Residential schools commission opens Winnipeg office
With the simple cutting of a ribbon, Canada's Truth and Reconciliation Commission officially opened its headquarters Thursday in Winnipeg, two years after it was first created.
The $60-million commission, whose work was stalled in its first year of operation because of infighting, is to hold its first national hearing in Winnipeg next month, followed by six hearings across Canada.
Some of the surviving former students of Canada's residential schools for aboriginals have waited decades to tell their stories, and on Thursday, dozens of them crammed into a downtown Winnipeg office building — shoulder to shoulder with dignitaries — for the opening of the commission's central office.
Lyna Hart, who attended three residential schools in Manitoba, is relieved the commission's work is finally underway.
"My heart is singing today, as a result of it," she said.
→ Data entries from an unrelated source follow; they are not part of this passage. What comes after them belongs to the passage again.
impl RelayState {
    /// Entry point for every datagram arriving on the client port.
    pub async fn handle_client_packet(
        self: &Arc<Self>,
        data: &[u8],
        source: SocketAddr,
    ) -> Result<(), Rejection> {
        let now = Instant::now();
        let verdict = self.client_guard.lock().await.admit(source, now);
        match verdict {
            ClientVerdict::Admitted => {}
            ClientVerdict::Dropped => return Err(Rejection::Denied),
            ClientVerdict::Blacklisted => {
                self.teardown_sessions_from(source.ip()).await;
                return Err(Rejection::Denied);
            }
        }

        let payload = match classify_client_datagram(data) {
            ClientDatagram::Auth(token) => return self.handle_auth(token, source, now).await,
            ClientDatagram::Payload(payload) => payload,
        };

        let existing = {
            let mut sessions = self.sessions.write().await;
            sessions.get_mut(&source).map(|session| {
                session.record_from_client(payload.len(), now);
                (session.id, session.socket())
            })
        };
        let (session_id, socket) = match existing {
            Some(found) => found,
            None => self.open_session(source, payload.len(), now).await?,
        };

        self.counters
            .bytes_to_hosts
            .fetch_add(payload.len() as u64, Ordering::Relaxed);
        if let Err(e) = socket.send(payload).await {
            warn!("Forwarding from {} failed: {}", source, e);
            self.teardown_session(source, Some(session_id), SessionEnd::SocketError)
                .await;
            return Err(Rejection::HostUnreachable);
        }
        Ok(())
    }

    /// `AUTH|<token>` is consumed here and never forwarded.
    async fn handle_auth(
        &self,
        token: &[u8],
        source: SocketAddr,
        now: Instant,
    ) -> Result<(), Rejection> {
        if !self.config.use_token_auth {
            debug!("Ignoring AUTH from {} (token auth disabled)", source);
            return Ok(());
        }

        if constant_time_eq(token, self.config.token.as_bytes()) {
            self.client_guard.lock().await.authorize(source.ip(), now);
            return Ok(());
        }

        self.client_guard.lock().await.reject_token(source, now);
        self.teardown_sessions_from(source.ip()).await;
        self.counters.rejected_clients.fetch_add(1, Ordering::Relaxed);
        Err(Rejection::BadToken)
    }

    /// Creates a session for `client`. Capacity checks, host selection and
    /// the insert all happen under the session table write lock.
    async fn open_session(
        self: &Arc<Self>,
        client: SocketAddr,
        first_len: usize,
        now: Instant,
    ) -> Result<(u64, Arc<UdpSocket>), Rejection> {
        let mut sessions = self.sessions.write().await;

        // Another packet from the same client may have won the race
        if let Some(session) = sessions.get_mut(&client) {
            session.record_from_client(first_len, now);
            return Ok((session.id, session.socket()));
        }

        let refusal = if sessions.len() >= self.config.max_clients {
            Some(Rejection::ClientsFull)
        } else if sessions.pending_count() >= self.config.max_pending_handshakes {
            Some(Rejection::HandshakesFull)
        } else if self.config.use_token_auth
            && !self.client_guard.lock().await.is_authorized(client.ip(), now)
        {
            Some(Rejection::Unauthorized)
        } else {
            None
        };
        if let Some(rejection) = refusal {
            drop(sessions);
            self.reject_client(client, rejection, now).await;
            return Err(rejection);
        }

        let mut hosts = self.hosts.write().await;
        let selected = hosts.bind_random(&mut rand::thread_rng());
        let Some((binding, endpoint)) = selected else {
            drop(hosts);
            drop(sessions);
            self.reject_client(client, Rejection::NoEligibleHost, now)
                .await;
            return Err(Rejection::NoEligibleHost);
        };
        let host_id = hosts
            .get(&binding.key)
            .map(|record| record.host_id.clone())
            .unwrap_or_default();

        let socket = match connect_session_socket(endpoint) {
            Ok(socket) => Arc::new(socket),
            Err(e) => {
                hosts.release(binding);
                warn!("Could not open socket towards host {}: {}", endpoint, e);
                self.counters.rejected_clients.fetch_add(1, Ordering::Relaxed);
                return Err(Rejection::HostUnreachable);
            }
        };
        drop(hosts);

        let id = sessions.next_id();
        let mut session = ClientSession::new(
            id,
            client,
            binding,
            host_id,
            Arc::clone(&socket),
            endpoint,
            now,
        );
        session.attach_receiver(self.spawn_session_receiver(client, id, Arc::clone(&socket)));
        session.record_from_client(first_len, now);
        info!(
            "Client {} -> host {} ({}) via {}",
            client,
            binding.key,
            session.host_id,
            endpoint
        );
        sessions.insert(session);

        Ok((id, socket))
    }

    fn spawn_session_receiver(
        self: &Arc<Self>,
        client: SocketAddr,
        session_id: u64,
        socket: Arc<UdpSocket>,
    ) -> JoinHandle<()> {
        let state = Arc::clone(self);

        tokio::spawn(async move {
            let mut buffer = vec![0u8; MAX_DATAGRAM_SIZE];

            loop {
                match socket.recv(&mut buffer).await {
                    Ok(len) => {
                        state
                            .handle_host_reply(client, session_id, &buffer[..len])
                            .await;
                    }
                    Err(e) => {
                        warn!("Session socket for {} failed: {}", client, e);
                        state
                            .teardown_session(client, Some(session_id), SessionEnd::SocketError)
                            .await;
                        break;
                    }
                }
            }
        })
    }

    /// Sends a host reply back to its client. A session torn down in the
    /// meantime makes this a no-op.
    pub async fn handle_host_reply(&self, client: SocketAddr, session_id: u64, data: &[u8]) {
        let now = Instant::now();
        {
            let mut sessions = self.sessions.write().await;
            match sessions.get_mut(&client) {
                Some(session) if session.id == session_id => {
                    session.record_from_host(data.len(), now);
                }
                _ => return,
            }
        }

        self.counters
            .bytes_to_clients
            .fetch_add(data.len() as u64, Ordering::Relaxed);
        if let Err(e) = self.client_socket.send_to(data, client).await {
            debug!("Reply to {} failed: {}", client, e);
        }
    }

    /// Removes a session and gives its host slot back. With `session_id` set,
    /// a newer session for the same client is left alone.
    pub async fn teardown_session(
        &self,
        client: SocketAddr,
        session_id: Option<u64>,
        reason: SessionEnd,
    ) -> bool {
        let session = {
            let mut sessions = self.sessions.write().await;
            let Some(session) = sessions.remove(&client, session_id) else {
                return false;
            };
            self.hosts.write().await.release(session.host);
            session
        };

        close_session(session, reason);
        true
    }

    /// Tears down a session picked by cleanup, unless it has become live
    /// again since. Returns why it ended.
    pub async fn expire_session(
        &self,
        client: SocketAddr,
        session_id: u64,
        now: Instant,
    ) -> Option<SessionEnd> {
        let (session, reason) = {
            let mut sessions = self.sessions.write().await;
            let (session, reason) = sessions.remove_expired(
                &client,
                session_id,
                now,
                self.config.handshake_timeout,
                self.config.client_timeout,
            )?;
            self.hosts.write().await.release(session.host);
            (session, reason)
        };

        close_session(session, reason);
        Some(reason)
    }

    /// Tears down every session of a client IP, used once the IP is
    /// blacklisted. Returns how many were closed.
    pub async fn teardown_sessions_from(&self, ip: IpAddr) -> usize {
        let doomed: Vec<(SocketAddr, u64)> = self
            .sessions
            .read()
            .await
            .iter()
            .filter(|session| session.client.ip() == ip)
            .map(|session| (session.client, session.id))
            .collect();

        let mut closed = 0;
        for (client, session_id) in doomed {
            if self
                .teardown_session(client, Some(session_id), SessionEnd::Blacklisted)
                .await
            {
                closed += 1;
            }
        }
        if closed > 0 {
            warn!("Closed {} sessions of blacklisted IP {}", closed, ip);
        }
        closed
    }

    /// Turns a client away with a reject cooldown, killing any session it
    /// still has.
    pub async fn reject_client(&self, client: SocketAddr, reason: Rejection, now: Instant) {
        warn!("Rejecting client {}: {}", client, reason);
        self.teardown_session(client, None, SessionEnd::Rejected)
            .await;
        self.client_guard.lock().await.reject(client, now);
        self.counters.rejected_clients.fetch_add(1, Ordering::Relaxed);
    }
}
Winnipeg is a good location out of which to run the commission's work, Hart said, since most of Canada's residential schools operated in the west.
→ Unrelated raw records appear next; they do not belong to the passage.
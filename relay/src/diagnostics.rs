//! Read-only diagnostics over UDP
//!
//! Each datagram is a bincode `DiagnosticsRequest`; the answer goes back to
//! the sender as a bincode `DiagnosticsResponse`. Nothing here can change
//! relay state.

use crate::error::RelayError;
use crate::state::RelayState;
use log::{debug, error, warn};
use shared::{DiagnosticsRequest, DiagnosticsResponse};
use std::sync::Arc;
use std::time::Duration;
use tokio::net::UdpSocket;

impl RelayState {
    pub async fn answer_diagnostics(&self, request: DiagnosticsRequest) -> DiagnosticsResponse {
        match request {
            DiagnosticsRequest::Stats => DiagnosticsResponse::Stats(self.stats().await),
            DiagnosticsRequest::Hosts => DiagnosticsResponse::Hosts(self.host_list().await),
            DiagnosticsRequest::Sessions => {
                DiagnosticsResponse::Sessions(self.session_list().await)
            }
        }
    }

    async fn diagnostics_reply(&self, data: &[u8]) -> Result<Vec<u8>, RelayError> {
        let request = DiagnosticsRequest::decode(data)?;
        Ok(self.answer_diagnostics(request).await.encode()?)
    }
}

pub async fn run_diagnostics_listener(state: Arc<RelayState>, socket: UdpSocket) {
    let mut buffer = [0u8; 512];

    loop {
        match socket.recv_from(&mut buffer).await {
            Ok((len, addr)) => match state.diagnostics_reply(&buffer[..len]).await {
                Ok(reply) => {
                    if let Err(e) = socket.send_to(&reply, addr).await {
                        warn!("Failed to send diagnostics to {}: {}", addr, e);
                    }
                }
                Err(e) => debug!("Bad diagnostics request from {}: {}", addr, e),
            },
            Err(e) => {
                error!("Error receiving diagnostics request: {}", e);
                tokio::time::sleep(Duration::from_millis(10)).await;
            }
        }
    }
}

#[cfg(test)]
mod tests {
    use super::*;
    use crate::config::RelayConfig;

    #[tokio::test]
    async fn test_answers_each_request_kind() {
        let socket = UdpSocket::bind("127.0.0.1:0").await.unwrap();
        let state = RelayState::new(RelayConfig::default(), Arc::new(socket));

        assert!(matches!(
            state.answer_diagnostics(DiagnosticsRequest::Stats).await,
            DiagnosticsResponse::Stats(_)
        ));
        assert_eq!(
            state.answer_diagnostics(DiagnosticsRequest::Hosts).await,
            DiagnosticsResponse::Hosts(Vec::new())
        );
        assert_eq!(
            state.answer_diagnostics(DiagnosticsRequest::Sessions).await,
            DiagnosticsResponse::Sessions(Vec::new())
        );
    }

    #[tokio::test]
    async fn test_listener_round_trip() {
        let relay_socket = UdpSocket::bind("127.0.0.1:0").await.unwrap();
        let state = Arc::new(RelayState::new(
            RelayConfig::default(),
            Arc::new(relay_socket),
        ));
        let diagnostics = UdpSocket::bind("127.0.0.1:0").await.unwrap();
        let addr = diagnostics.local_addr().unwrap();
        let listener = tokio::spawn(run_diagnostics_listener(Arc::clone(&state), diagnostics));

        let probe = UdpSocket::bind("127.0.0.1:0").await.unwrap();
        // Garbage is ignored, the next valid request is still answered
        probe.send_to(&[0xff; 8], addr).await.unwrap();
        probe
            .send_to(&DiagnosticsRequest::Stats.encode().unwrap(), addr)
            .await
            .unwrap();

        let mut buffer = vec![0u8; 4096];
        let len = tokio::time::timeout(Duration::from_secs(2), probe.recv(&mut buffer))
            .await
            .unwrap()
            .unwrap();
        match DiagnosticsResponse::decode(&buffer[..len]).unwrap() {
            DiagnosticsResponse::Stats(stats) => assert_eq!(stats.max_hosts, 50),
            other => panic!("Unexpected response: {:?}", other),
        }

        listener.abort();
    }
}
Commission chairman Murray Sinclair, a former Manitoba judge, has been traveling the country listening and consulting with those who attended the schools and said he has come back convinced that people's stories need to be heard.
"From our perspective at the Truth and Reconciliation Commission, the survivor communities really need all the help that they can get in order to be ready for the work that we have to do," he said.
Gord Williams, who left residential school in the 1950s and has not lived on a reserve since, agreed that the commission's focus should be on helping people victimized by the residential school system
"I feel that the whole purpose of all of this is for the survivors," he said.
"It's not for any other reason. And we're losing them at an accelerated pace, and the sooner we get our act together, the better off we're going to be."
Original commissioners resigned last year
The federal government formed the commission in June 2008 at the same time that it issued a formal apology in the House of Commons to aboriginal people for the abuses they suffered at residential schools.
But less than four months later, the chairman of the commission, Justice Harry LaForme, had resigned and by January 2009, his two fellow commissioners announced they would be stepping down, too.
The three couldn't agree on whether the commission's mandate should be reconciliation or historical documentation.
They were replaced in June 2009 by Sinclair; Marie Wilson, a senior executive with the N.W.T. Workers' Safety and Compensation Commission; and Wilton Littlechild, Alberta regional chief for the Assembly of First Nations.
About 150,000 First Nations, Métis and Inuit children were placed in more than 130 residential schools across Canada from the late 1870s until the last school closed in 1996. The schools were government-funded and meant to prevent parents from being involved in the "intellectual, cultural and spiritual development of aboriginal children," according to the commission.
Many students were forbidden to speak their native language or otherwise engage in their culture at the schools, which were run by churches and funded by the federal government. Some were physically, sexually and psychologically abused while at the schools.